When he was ordained Dec. 2, 2000, he was the youngest priest in the Episcopal Church.

Recently elected the eighth bishop of the Episcopal Diocese of Northwestern Pennsylvania, Rowe, at 32, will be the youngest Episcopal bishop in the world following his Sept. 8 consecration at Grove City College’s Harbison Chapel by the presiding bishop of the church, the Most Rev. Dr. Katharine Jefferts Schori.

He will likewise be the youngest member of the church’s House of Bishops ”“ by about 13 years.

Rowe’s rocketing to positions of prominence leads one to wonder if he has always been on the fast track ”” or if he is an old soul in a young man’s body.

A look at his journey to the threshold of the House of Bishops would seem to indicate that both explanations apply.

Read it all.


Posted in * Anglican - Episcopal, Episcopal Church (TEC), TEC Bishops

30 comments on “Sean Rowe's Journey to the House of Bishops

  1. David Wilson says:

    Sean was a member of the clergy deputation from NWPA that was divided on the vote to consent to VGRs consecration. Another member of that deputation informed that Sean’s vote was to consent. But as Jerry Seinfield would say, “not that it matters”

  2. Nikolaus says:

    Are we supposed to be impressed at his rise? Oh, the things I did not know when I was 32!

  3. Crazy Horse says:

    The real issue is that this kid’s diocese is not much larger than reasonable sized parish–should we start making rectors of parishes over 1,000 bishops and give them full vote and voice in the councils of the curch, as well as a lay and clergy staff delegation at General Convention. I wonder how more, instead of less, democracy would shape the future of our church–and at least this would include at the table those who had actually grown the church as opposed to just those who have majored in smallness.

  4. Jordan Hylden says:

    Well, he’s young to be sure, but he’s not a kid. I’m willing to imagine that sometimes youngsters are ready and capable of taking on a role like this. Of course I would say that. But the crucial thing here, I think, is his character, devotion, and wisdom.

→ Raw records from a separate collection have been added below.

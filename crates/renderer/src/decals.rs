//! Per-frame decal store.
//!
//! Decals are rebuilt every rendered frame by whoever wants one drawn
//! (sprays, impact marks). The store is a flat, GPU-ready array that the
//! tile culler indexes into.

use crate::gpu::{BufferSlot, GpuUpload, RenderError};
use crate::materials::MaterialLookup;
use bytemuck::{Pod, Zeroable};
use glam::{Vec3, Vec4};

/// Hard cap on decals per frame.
pub const MAX_DECALS: usize = 100_000;

/// Packed decal as read by the shader.
#[repr(C)]
#[derive(Debug, Clone, Copy, PartialEq, Pod, Zeroable)]
pub struct DecalRaw {
    /// xyz = origin, w = radius.
    pub origin_radius: [f32; 4],
    /// xyz = surface normal, w = rotation around it in radians.
    pub normal_angle: [f32; 4],
    pub color: [f32; 4],
    /// Atlas rect: min uv, max uv.
    pub uvwh: [f32; 4],
}

impl DecalRaw {
    pub fn origin(&self) -> Vec3 {
        Vec3::from_slice(&self.origin_radius[..3])
    }

    pub fn radius(&self) -> f32 {
        self.origin_radius[3]
    }
}

/// Uniform holding the live decal count, padded to 16 bytes.
#[repr(C)]
#[derive(Debug, Clone, Copy, Pod, Zeroable)]
pub struct DecalCount {
    pub count: u32,
    pub _pad: [u32; 3],
}

#[derive(Debug)]
pub struct DecalStore {
    decals: Vec<DecalRaw>,
}

impl Default for DecalStore {
    fn default() -> Self {
        Self::new()
    }
}

impl DecalStore {
    pub fn new() -> Self {
        Self {
            decals: Vec::with_capacity(MAX_DECALS),
        }
    }

    /// Queue a decal for this frame.
    ///
    /// Silently dropped when the store is full; skipped with a debug log when
    /// the material has no decal image.
    #[allow(clippy::too_many_arguments)]
    pub fn add_decal(
        &mut self,
        origin: Vec3,
        normal: Vec3,
        radius: f32,
        angle: f32,
        material: &str,
        color: Vec4,
        materials: &impl MaterialLookup,
    ) {
        if self.decals.len() >= MAX_DECALS {
            return;
        }
        let Some(rect) = materials.decal_rect(material) else {
            log::debug!("material '{material}' has no decal image");
            return;
        };

        self.decals.push(DecalRaw {
            origin_radius: origin.extend(radius).to_array(),
            normal_angle: normal.extend(angle).to_array(),
            color: color.to_array(),
            uvwh: rect.to_array(),
        });
    }

    /// Drop all decals (frame start, level load).
    pub fn clear(&mut self) {
        self.decals.clear();
    }

    pub fn len(&self) -> usize {
        self.decals.len()
    }

    pub fn is_empty(&self) -> bool {
        self.decals.is_empty()
    }

    pub fn as_slice(&self) -> &[DecalRaw] {
        &self.decals
    }

    /// Allocate the count uniform and a full-capacity decal buffer.
    pub fn allocate(gpu: &mut impl GpuUpload) {
        gpu.allocate(BufferSlot::DecalCount, std::mem::size_of::<DecalCount>());
        gpu.allocate(BufferSlot::Decals, MAX_DECALS * std::mem::size_of::<DecalRaw>());
    }

    /// Upload the live count and the live decals.
    pub fn upload(&self, gpu: &mut impl GpuUpload) -> Result<(), RenderError> {
        let count = DecalCount {
            count: self.decals.len() as u32,
            _pad: [0; 3],
        };
        gpu.upload(
            BufferSlot::DecalCount,
            bytemuck::bytes_of(&count),
            std::mem::size_of::<DecalCount>() as u32,
        )?;
        gpu.upload(
            BufferSlot::Decals,
            bytemuck::cast_slice(&self.decals),
            std::mem::size_of::<DecalRaw>() as u32,
        )
    }
}

#[cfg(test)]
mod tests {
    use super::*;
    use crate::gpu::CpuUpload;
    use crate::materials::MaterialTable;

    fn materials() -> MaterialTable {
        let mut table = MaterialTable::new();
        table.insert("hole", Vec4::new(0.0, 0.0, 0.5, 0.5));
        table
    }

    #[test]
    fn record_is_64_bytes() {
        assert_eq!(std::mem::size_of::<DecalRaw>(), 64);
        assert_eq!(std::mem::size_of::<DecalCount>(), 16);
    }

    #[test]
    fn add_decal_packs_fields() {
        let mut store = DecalStore::new();
        store.add_decal(Vec3::new(1.0, 2.0, 3.0), Vec3::Z, 8.0, 0.5, "hole", Vec4::ONE, &materials());
        let d = store.as_slice()[0];
        assert_eq!(d.origin(), Vec3::new(1.0, 2.0, 3.0));
        assert_eq!(d.radius(), 8.0);
        assert_eq!(d.normal_angle, [0.0, 0.0, 1.0, 0.5]);
        assert_eq!(d.uvwh, [0.0, 0.0, 0.5, 0.5]);
    }

    #[test]
    fn unknown_material_is_skipped() {
        let mut store = DecalStore::new();
        store.add_decal(Vec3::ZERO, Vec3::Z, 8.0, 0.0, "nope", Vec4::ONE, &materials());
        assert!(store.is_empty());
    }

    #[test]
    fn store_caps_at_capacity() {
        let mut store = DecalStore::new();
        let table = materials();
        for _ in 0..MAX_DECALS + 10 {
            store.add_decal(Vec3::ZERO, Vec3::Z, 8.0, 0.0, "hole", Vec4::ONE, &table);
        }
        assert_eq!(store.len(), MAX_DECALS);
        store.clear();
        assert!(store.is_empty());
    }

    #[test]
    fn upload_size_matches_live_count() {
        let table = materials();
        let mut gpu = CpuUpload::new();
        DecalStore::allocate(&mut gpu);

        let mut store = DecalStore::new();
        for target in [0, 1, 17, 1000, MAX_DECALS] {
            while store.len() < target {
                store.add_decal(Vec3::ZERO, Vec3::Z, 8.0, 0.0, "hole", Vec4::ONE, &table);
            }
            store.upload(&mut gpu).unwrap();
            let decals = gpu.buffer(BufferSlot::Decals).unwrap();
            assert_eq!(decals.bytes.len(), target * 64);
            assert_eq!(decals.stride, 64);
            let count: Vec<DecalCount> = gpu.read(BufferSlot::DecalCount);
            assert_eq!(count[0].count as usize, target);
        }
    }
}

    Although I can’t say I’m impressed by blanket statements about how we need to do “new things” and get “fresh perspectives.” I don’t know what that means. Oftentimes that’s just a cover for a lack of real wisdom and thoughtfulness.

    Here’s a related question: I’ve been surprised to learn that many times, kids fresh out of college are discouraged from going to seminary, with the thought that they need to “get out into the real world” for a while first. A friend of mine was just told that, and so she’s decided not to go to seminary.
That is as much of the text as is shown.